Social Networking: The Past

Editor’s note: This is the first of a three-part guest post by venture capitalist Mark Suster of GRP Partners on “Social Networking: The Past, Present, And Future.” Be sure to also read Part II and Part III.

This series is an adaptaion of a recent talk he gave at the Caltech / MIT Enterprise Forum on “the future of social networking.” You can watch the video here , or you can scroll quickly through the Powerpoint slides embedded at the bottom of the post or here on DocStoc. Follow him on Twitter @msuster.

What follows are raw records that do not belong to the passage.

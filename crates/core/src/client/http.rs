use crate::client::{AnalyticsClient, AnalyticsReply};
use crate::config::Settings;
use anyhow::Context;
use serde::Serialize;
use serde_json::Value;

#[derive(Debug, Clone)]
pub struct HttpAnalyticsClient {
    http: reqwest::Client,
    base_url: String,
}

#[derive(Debug, Serialize)]
struct AnalyzeRequest {
    returns: Vec<Value>,
}

impl HttpAnalyticsClient {
    pub fn from_settings(settings: &Settings) -> anyhow::Result<Self> {
        let http = reqwest::Client::builder()
            .timeout(settings.analytics_timeout()?)
            .build()
            .context("failed to build reqwest client")?;

        Ok(Self {
            http,
            base_url: settings.analytics_base_url().to_string(),
        })
    }

    pub fn base_url(&self) -> &str {
        &self.base_url
    }

    fn analyze_url(&self) -> String {
        format!("{}/analyze", self.base_url.trim_end_matches('/'))
    }
}

#[async_trait::async_trait]
impl AnalyticsClient for HttpAnalyticsClient {
    async fn analyze(&self, returns: Vec<Value>) -> anyhow::Result<AnalyticsReply> {
        let res = self
            .http
            .post(self.analyze_url())
            .json(&AnalyzeRequest { returns })
            .send()
            .await
            .context("analytics request failed")?;

        let status = res.status();
        let text = res
            .text()
            .await
            .context("failed to read analytics response body")?;
        let body = serde_json::from_str::<Value>(&text)
            .with_context(|| format!("analytics response is not JSON (status={status}): {text}"))?;

        Ok(AnalyticsReply {
            status: status.as_u16(),
            body,
        })
    }
}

Social Networking 25 Years Ago: CompuServ, Prodigy & The Well

Listening to young people talk about social networking as a new phenomenon is a bit like hearing people talk about a remake of a famous song from my youth as though it was the original version.  If you think “Don’t Stop Believing” was first recorded on the show Glee I’m talking to you.  And so it goes with social networking.

Yes, I was doing it when I was a teenager and yes, it was online, too.  We were on services called CompuServe and Prodigy.  Other people were in the online community called “The Well” (founded in 1985).  We connected for the same reasons you do today.  We were looking for what I call the “6 C’s of Social Networking” – Communications, connectedness, common experiences, content, commerce & cool experiences (fun!).  There were chat rooms, discussion groups, dating, classified ads—you name it.

In in the early 90’s I was in my early 20’s and I programmed on mainframe computers using COBOL, CICS and DB2.  We had email, instant messaging, group calendars, discussion boards, etc. It isn’t new stuff.  It just works better now and there are more people doin’ it.

The Bridge Between Online Services & The Internet: AOL

And then came AOL.  It preceded the WWW.  It was an online community like CompuServe and eventually started offering people dial-up access to the Internet for a monthly fee.  It became the onramp for newbies.  The funny thing about AOL is that while you dialed up to the Internet, the goal of AOL was to keep you locked into their proprietary content and thus earned the classification of “walled garden” because they kept you inside AOL.  They had a proprietary browser, their own search engine, their own content, chat rooms, email system, etc.

As I like to say, my Mom would call me proudly and say, “Honey, I’m on the Internet!”  And I’d say sardonically, “no, Mom, you’re not on the Internet.  You’re on AOL!”  I don’t think she really understood the difference.  AOL was controlled by one company and the Internet was distributed.  AOL controlled the services, taxed companies to access users and decided what was good or bad.  AOL was closed, the Internet was open.

But AOL brought online services, email, chat and discussion boards to the masses and thus educated a generation that paved the way for others.  They blanketed the country in CDs stuffed inside of food packages and service as coasters on airplanes.  At it’s peak AOL had about 20 million US subscribers.  That might not sound like a lot in a Facebook world but remember that these people were paying an average of about $20 / month to AOL for access alone (i.e. $5 billion in annual subscription revenues leaving out advertising or eCommerce).

Brands didn’t advertise their web pages they advertised “AOL Keywords.”  You couldn’t pick up a magazine in the 96-99 timeframe without seeing AOL Keywords advertised everywhere.  If you were a newly minted, venture-backed consumer Internet company you had to have a deal with AOL to reach your customers.  They controlled distribution to the masses.

When Time Warner & AOL merged it was widely feared that this would be a monopoly that would control the Internet.  Ha.

As I write these words I’m aware that I could practically change the words AOL and Facebook for much of this section and with a few factual tweaks it might not be noticeable to the reader who I was talking about.  More on that later.

Social Networking in Web 1.0: GeoCities, Tripod & Yahoo! Groups

By the mid-nineties we had the World Wide Web, which gave us a standard way to publish web pages using HTML.  Smart people understood that people still wanted to accomplish on the world wide web all of things that we did in the pre-Internet world.  Companies like GeoCities & Tripod built tools that let you publish web pages that could be discoverable by others.

Yahoo! rose to prominence by offering a free, ad-supported alternative to all of the crap your mom got on AOL for $20 / month.  After a few acquisitions they offered many of the services you think about as foundations to social networks today.  They had mail, IM, groups, answers, etc.  Groups in particular became the standard for clubs across the company to communicate to their churches, mothers’ clubs & schools.  Yahoo! then bought GeoCities for $3.6 billion.  They looked unstoppable.  Ha.

Yes, social networks of 2010 have much better usability, have better developed 3rd-party platforms and many more people are connected.  But let’s be honest – they’re mostly the same old shit, reinvented, with more people online and trained.